ASSIGNED TASK:
Report how many lines below contain the word "Some". Write only that number.

++++ SOURCE MATERIAL

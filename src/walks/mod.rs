//! Walk generation: sampling policies, the shared sink, and the worker
//! pool that connects them.

pub mod dispatch;
pub mod sampler;
pub mod writer;

use std::str::FromStr;

use miette::Diagnostic;
use serde::{Deserialize, Serialize};
use thiserror::Error;

/// Sampling policy, chosen once per run and handed to the dispatcher.
#[derive(Debug, Clone, Copy, PartialEq, Eq, Hash, Serialize, Deserialize)]
pub enum WalkMode {
    /// Exactly `walks_per_entity` independent uniform random walks;
    /// duplicates possible.
    RandomWalks,
    /// Exhaustive breadth-first enumeration with a random per-hop cap;
    /// no two emitted walks are textually identical.
    RandomWalksDuplicateFree,
    /// Uniform forward walks.
    MidWalks,
    /// Forward walks biased by an edge score that down-weights
    /// high-frequency predicates and objects.
    MidWalksWeighted,
}

impl WalkMode {
    /// The accepted textual spellings, for front-end help output.
    pub fn options() -> &'static str {
        "RANDOM_WALKS | RANDOM_WALKS_DUPLICATE_FREE | MID_WALKS | MID_WALKS_WEIGHTED"
    }
}

impl std::fmt::Display for WalkMode {
    fn fmt(&self, f: &mut std::fmt::Formatter<'_>) -> std::fmt::Result {
        let name = match self {
            WalkMode::RandomWalks => "RANDOM_WALKS",
            WalkMode::RandomWalksDuplicateFree => "RANDOM_WALKS_DUPLICATE_FREE",
            WalkMode::MidWalks => "MID_WALKS",
            WalkMode::MidWalksWeighted => "MID_WALKS_WEIGHTED",
        };
        f.write_str(name)
    }
}

/// Error returned when a walk-mode string is not recognized.
#[derive(Debug, Error, Diagnostic)]
#[error("unknown walk generation mode: {0}")]
#[diagnostic(
    code(rdfwalk::walks::unknown_mode),
    help("Valid modes are: RANDOM_WALKS | RANDOM_WALKS_DUPLICATE_FREE | MID_WALKS | MID_WALKS_WEIGHTED.")
)]
pub struct ParseWalkModeError(String);

impl FromStr for WalkMode {
    type Err = ParseWalkModeError;

    fn from_str(s: &str) -> Result<Self, Self::Err> {
        match s.to_ascii_uppercase().as_str() {
            "RANDOM_WALKS" => Ok(WalkMode::RandomWalks),
            "RANDOM_WALKS_DUPLICATE_FREE" => Ok(WalkMode::RandomWalksDuplicateFree),
            "MID_WALKS" => Ok(WalkMode::MidWalks),
            "MID_WALKS_WEIGHTED" => Ok(WalkMode::MidWalksWeighted),
            _ => Err(ParseWalkModeError(s.to_owned())),
        }
    }
}

/// Run-wide walk generation parameters.
#[derive(Debug, Clone, Serialize, Deserialize)]
pub struct WalkConfig {
    /// Number of entity-to-entity hops per walk; token count is at most
    /// `2 * depth + 1`.
    pub depth: usize,
    /// Number of walks requested per entity.
    pub walks_per_entity: usize,
    /// Worker pool size. `None` means half of the available hardware
    /// parallelism, at least one.
    pub threads: Option<usize>,
    /// Base RNG seed for reproducible sampling. `None` seeds each task
    /// from entropy.
    pub seed: Option<u64>,
}

impl Default for WalkConfig {
    fn default() -> Self {
        Self {
            depth: 4,
            walks_per_entity: 100,
            threads: None,
            seed: None,
        }
    }
}

impl WalkConfig {
    pub(crate) fn effective_threads(&self) -> usize {
        self.threads.unwrap_or_else(|| {
            std::thread::available_parallelism()
                .map(|n| n.get() / 2)
                .unwrap_or(1)
                .max(1)
        })
    }
}

#[cfg(test)]
mod tests {
    use super::*;

    #[test]
    fn mode_round_trips_through_display() {
        for mode in [
            WalkMode::RandomWalks,
            WalkMode::RandomWalksDuplicateFree,
            WalkMode::MidWalks,
            WalkMode::MidWalksWeighted,
        ] {
            assert_eq!(mode.to_string().parse::<WalkMode>().unwrap(), mode);
        }
    }

    #[test]
    fn mode_parsing_is_case_insensitive() {
        assert_eq!(
            "mid_walks".parse::<WalkMode>().unwrap(),
            WalkMode::MidWalks
        );
    }

    #[test]
    fn unknown_mode_is_rejected() {
        assert!("SIDEWAYS_WALKS".parse::<WalkMode>().is_err());
    }

    #[test]
    fn options_listing_is_tidy() {
        let options = WalkMode::options();
        assert!(!options.ends_with(' '));
        assert!(!options.ends_with('|'));
    }

    #[test]
    fn default_config_matches_documented_defaults() {
        let config = WalkConfig::default();
        assert_eq!(config.depth, 4);
        assert_eq!(config.walks_per_entity, 100);
        assert!(config.threads.is_none());
        assert!(config.effective_threads() >= 1);
    }

    #[test]
    fn explicit_thread_count_wins() {
        let config = WalkConfig {
            threads: Some(3),
            ..Default::default()
        };
        assert_eq!(config.effective_threads(), 3);
    }
}
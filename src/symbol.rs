//! String interning for graph terms.
//!
//! Predicates and object URIs repeat heavily in large triple files. The
//! [`SymbolTable`] maps each distinct shortened URI to a compact [`TokenId`]
//! exactly once, so the adjacency structure stores fixed-size edges instead
//! of owned strings. The table is populated only during the single-threaded
//! load phase and read-only afterwards.

use std::collections::HashMap;
use std::num::NonZeroU32;
use std::sync::Arc;

use serde::{Deserialize, Serialize};

/// Unique, niche-optimized identifier for an interned token.
///
/// Uses `NonZeroU32` so that `Option<TokenId>` is the same size as `TokenId`
/// (the niche optimization lets the compiler use 0 as the `None`
/// discriminant).
#[derive(Debug, Clone, Copy, PartialEq, Eq, Hash, PartialOrd, Ord, Serialize, Deserialize)]
#[repr(transparent)]
pub struct TokenId(NonZeroU32);

impl TokenId {
    /// Get the underlying `u32` value.
    pub fn get(self) -> u32 {
        self.0.get()
    }

    fn from_index(index: usize) -> Option<Self> {
        u32::try_from(index + 1).ok().and_then(NonZeroU32::new).map(TokenId)
    }

    pub(crate) fn index(self) -> usize {
        self.0.get() as usize - 1
    }
}

impl std::fmt::Display for TokenId {
    fn fmt(&self, f: &mut std::fmt::Formatter<'_>) -> std::fmt::Result {
        write!(f, "tok:{}", self.0)
    }
}

/// Interning table mapping strings to [`TokenId`]s and back.
///
/// The `Arc<str>` allocations are shared between the lookup map and the
/// resolution vector, so each distinct string is stored once.
///
/// Capacity bound: at most `u32::MAX - 1` distinct terms. The largest
/// public knowledge graphs stay two orders of magnitude below that, so
/// exceeding it is treated as an unrecoverable invariant violation rather
/// than a recoverable error.
#[derive(Debug, Default)]
pub struct SymbolTable {
    lookup: HashMap<Arc<str>, TokenId>,
    strings: Vec<Arc<str>>,
}

impl SymbolTable {
    /// Create an empty table.
    pub fn new() -> Self {
        Self::default()
    }

    /// Create a table with pre-allocated capacity.
    pub fn with_capacity(capacity: usize) -> Self {
        Self {
            lookup: HashMap::with_capacity(capacity),
            strings: Vec::with_capacity(capacity),
        }
    }

    /// Intern a string, returning its token.
    ///
    /// Repeated calls with the same string return the same token without
    /// allocating.
    ///
    /// # Panics
    ///
    /// Panics when the table already holds `u32::MAX - 1` distinct terms.
    pub fn intern(&mut self, term: &str) -> TokenId {
        if let Some(&id) = self.lookup.get(term) {
            return id;
        }
        let id = TokenId::from_index(self.strings.len())
            .expect("symbol table exhausted: more than u32::MAX - 1 distinct terms");
        let shared: Arc<str> = Arc::from(term);
        self.strings.push(Arc::clone(&shared));
        self.lookup.insert(shared, id);
        id
    }

    /// Look up the token for a string without interning it.
    pub fn get(&self, term: &str) -> Option<TokenId> {
        self.lookup.get(term).copied()
    }

    /// Resolve a token back to its string.
    ///
    /// The token must come from this table.
    pub fn resolve(&self, id: TokenId) -> &str {
        &self.strings[id.index()]
    }

    /// Number of distinct interned strings.
    pub fn len(&self) -> usize {
        self.strings.len()
    }

    /// Whether the table is empty.
    pub fn is_empty(&self) -> bool {
        self.strings.is_empty()
    }
}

++++++++

WRITTEN ANSWER:
2